Hudson and colleagues used a radar telescope in California and optical telescopes in the Czech Republic, Hawaii, Arizona and California to image the asteroid. The 230-foot-diameter Goldstone, Calif., antenna of NASA’s Deep Space Network was used to transmit radar signals continuously to the asteroid, while a separate 112-foot-diameter antenna collected echoes bouncing back from the object. Hudson then could compute the asteroid’s size, shape and other physical characteristics.
The observations present a milestone in exploring small bodies of the solar system, which probably contains about 10 million asteroids this small in orbits that cross Earth’s. There are about one billion objects in the main asteroid belt between Mars and Jupiter. However, only a few dozen of these tiny asteroids have been found, and little was known about their nature until now.
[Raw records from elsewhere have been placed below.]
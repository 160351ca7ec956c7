//! Request pipeline
//!
//! One pass per request, client or pushed: collect selectors, fetch the
//! upstream, run the push-or-link decisions, project the fields, and build
//! the response. Pushed sub-requests re-enter [`Pipeline::handle`] with the
//! [`PushContext`] of the client request that caused them, so nested
//! preloads share its budget and deduplication set.

use std::sync::Arc;

use bytes::Bytes;
use http::header::{self, HeaderMap, HeaderName, HeaderValue};
use http::{Method, Response, StatusCode, Uri};
use pushgate_engine::document;
use pushgate_engine::{
    DocumentMode, PreloadRequest, PushContext, PushStats, Pusher, Route, SelectorKind, SelectorSet,
    TreeMatcher, UrlNormalizer, preload, project_selectors,
};
use serde_json::Value;

use crate::config::{ConfigurationError, GatewayConfig};
use crate::error::GatewayResult;
use crate::upstream::Upstream;

/// Client headers copied onto every push promise
const PROPAGATED: [HeaderName; 5] = [
    header::ACCEPT,
    header::ACCEPT_LANGUAGE,
    header::AUTHORIZATION,
    header::COOKIE,
    header::USER_AGENT,
];

/// Client-facing host and scheme of a connection
#[derive(Debug, Clone, PartialEq, Eq)]
pub struct Forwarded {
    pub host: String,
    pub proto: &'static str,
}

impl Forwarded {
    /// Host from the request authority, then `Host`, then `fallback_host`
    #[must_use]
    pub fn from_request(uri: &Uri, headers: &HeaderMap, proto: &'static str, fallback_host: &str) -> Self {
        let host = uri
            .authority()
            .map(|authority| authority.as_str().to_owned())
            .or_else(|| {
                headers
                    .get(header::HOST)
                    .and_then(|host| host.to_str().ok())
                    .map(str::to_owned)
            })
            .unwrap_or_else(|| fallback_host.to_owned());

        Self { host, proto }
    }

    /// `scheme://host` as seen by the client
    #[must_use]
    pub fn origin(&self) -> String {
        format!("{}://{}", self.proto, self.host)
    }
}

/// A request as received by the gateway, body already buffered
#[derive(Debug, Clone)]
pub struct IncomingRequest {
    pub method: Method,
    pub uri: Uri,
    pub headers: HeaderMap,
    pub body: Bytes,
}

impl IncomingRequest {
    /// A pushed sub-request for `path` with the promised headers
    #[must_use]
    pub fn pushed(uri: Uri, headers: HeaderMap) -> Self {
        Self {
            method: Method::GET,
            uri,
            headers,
            body: Bytes::new(),
        }
    }

    fn path_and_query(&self) -> &str {
        self.uri
            .path_and_query()
            .map_or_else(|| self.uri.path(), |path_and_query| path_and_query.as_str())
    }
}

/// Shared request processing state: upstream client, document mode, stats
#[derive(Debug)]
pub struct Pipeline {
    upstream: Upstream,
    mode: DocumentMode,
    stats: Arc<PushStats>,
    max_pushes: i64,
    max_push_depth: Option<usize>,
}

impl Pipeline {
    /// Build the pipeline for a validated configuration
    ///
    /// # Errors
    ///
    /// Returns `ConfigurationError::MissingParameter` when no upstream is
    /// configured.
    pub fn new(config: &GatewayConfig, mode: DocumentMode, stats: Arc<PushStats>) -> GatewayResult<Self> {
        let base = config
            .upstream
            .clone()
            .ok_or_else(|| ConfigurationError::MissingParameter("upstream".to_string()))?;

        Ok(Self {
            upstream: Upstream::new(base, config.upstream_timeout),
            mode,
            stats,
            max_pushes: config.max_pushes,
            max_push_depth: config.max_push_depth,
        })
    }

    /// Fresh push state for one client request
    #[must_use]
    pub fn push_context(&self) -> Arc<PushContext> {
        Arc::new(PushContext::new(
            self.max_pushes,
            self.max_push_depth,
            Arc::clone(&self.stats),
        ))
    }

    #[inline]
    #[must_use]
    pub fn stats(&self) -> &Arc<PushStats> {
        &self.stats
    }

    #[inline]
    #[must_use]
    pub fn mode(&self) -> &DocumentMode {
        &self.mode
    }

    /// Process one request; never fails
    ///
    /// `depth` is 0 for a client request and the nesting level for pushed
    /// sub-requests.
    pub async fn handle(
        &self,
        request: IncomingRequest,
        forwarded: &Forwarded,
        context: &PushContext,
        pusher: &dyn Pusher,
        depth: usize,
    ) -> Response<Bytes> {
        let selectors = SelectorSet::from_request(&request.headers, request.uri.query());
        let target = request.path_and_query().to_owned();
        let path = request.uri.path().to_owned();

        let upstream_target = match request.uri.query().and_then(SelectorSet::strip_query) {
            Some(query) => format!("{path}?{query}"),
            None => path.clone(),
        };
        let mut upstream_headers = request.headers.clone();
        for kind in SelectorKind::ALL {
            upstream_headers.remove(kind.header_name());
        }
        if !selectors.is_empty() {
            // the body has to be decodable
            upstream_headers.remove(header::ACCEPT_ENCODING);
        }

        let response = match self
            .upstream
            .fetch(
                request.method.clone(),
                &upstream_target,
                &upstream_headers,
                forwarded,
                request.body.clone(),
            )
            .await
        {
            Ok(response) => response,
            Err(e) => {
                tracing::warn!(upstream_target = %upstream_target, error = %e, "upstream unavailable");
                return bad_gateway();
            }
        };

        if selectors.is_empty() || !is_processable(&response) {
            return response;
        }

        let mut body = match document::decode(response.body()) {
            Ok(body) => body,
            Err(e) => {
                tracing::debug!(request_target = %target, error = %e, "passing through undecodable body");
                return response;
            }
        };

        let urls = match UrlNormalizer::new(self.upstream.base(), &target) {
            Ok(urls) => urls.with_public_origin(forwarded.proto, &forwarded.host),
            Err(e) => {
                tracing::debug!(request_target = %target, error = %e, "passing through unresolvable request URL");
                return response;
            }
        };

        self.stats.record_document();
        // the resource itself, as requested and as fetched without selectors
        context.pushed().insert(&urls.request_target());
        if let Some(own) = urls.normalize(&upstream_target) {
            context.pushed().insert(own.as_str());
        }

        let outcome = {
            let matcher = TreeMatcher::new(&self.mode, &body);
            let push_headers = push_headers(&request.headers);
            let preload_request = PreloadRequest {
                document: &body,
                selectors: &selectors,
                matcher: &matcher,
                resolver: &self.mode,
                route: Route::new(&request.method, &path),
                urls: &urls,
                push_headers: &push_headers,
                depth,
            };
            preload(context, pusher, &preload_request)
        };
        outcome.apply_rewrites(&mut body);

        let body = if selectors.fields().is_empty() {
            body
        } else {
            project_selectors(&body, &TreeMatcher::new(&self.mode, &body), selectors.fields())
        };

        rebuild(response, &body, outcome.link_headers())
    }
}

/// 2xx, JSON, not content-encoded
fn is_processable(response: &Response<Bytes>) -> bool {
    let json = response
        .headers()
        .get(header::CONTENT_TYPE)
        .and_then(|value| value.to_str().ok())
        .is_some_and(document::is_json);

    response.status().is_success() && json && !response.headers().contains_key(header::CONTENT_ENCODING)
}

fn push_headers(client: &HeaderMap) -> HeaderMap {
    let mut headers = HeaderMap::new();
    for name in &PROPAGATED {
        for value in client.get_all(name) {
            headers.append(name.clone(), value.clone());
        }
    }
    headers
}

/// The upstream response with a new body and the `Link` headers appended
fn rebuild(upstream: Response<Bytes>, body: &Value, links: Vec<HeaderValue>) -> Response<Bytes> {
    let encoded = match document::encode(body) {
        Ok(encoded) => Bytes::from(encoded),
        Err(e) => {
            tracing::warn!(error = %e, "cannot re-encode document, passing through");
            return upstream;
        }
    };

    let (mut parts, _) = upstream.into_parts();
    parts.headers.remove(header::CONTENT_LENGTH);
    for link in links {
        parts.headers.append(header::LINK, link);
    }
    parts.headers.insert(header::CONTENT_LENGTH, HeaderValue::from(encoded.len()));

    Response::from_parts(parts, encoded)
}

fn bad_gateway() -> Response<Bytes> {
    let mut response = Response::new(Bytes::new());
    *response.status_mut() = StatusCode::BAD_GATEWAY;
    response
}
1998 KY26’s size makes it harmless if it were on a collision course with our planet, since it most likely would explode into fragments in the upper atmosphere and fall harmlessly to Earth. Moreover, 1998 KY26 is in an orbit particularly easy to intercept, if necessary.
Hudson and his team are the only ones so far to detail Earth-crossing asteroids. Hudson is a leading authority on interpreting radar data in terms of physical properties and behavior of asteroids. He has characterized the Earth-crossing asteroids Castalia, Geographos and Toutatis, among others. The International Astronomical Union named asteroid “5723 Hudson” after him to honor the pioneer who calculates shapes and rotations of asteroids by radar.
The team is working on another major breakthrough in asteroid science. An announcement is expected soon.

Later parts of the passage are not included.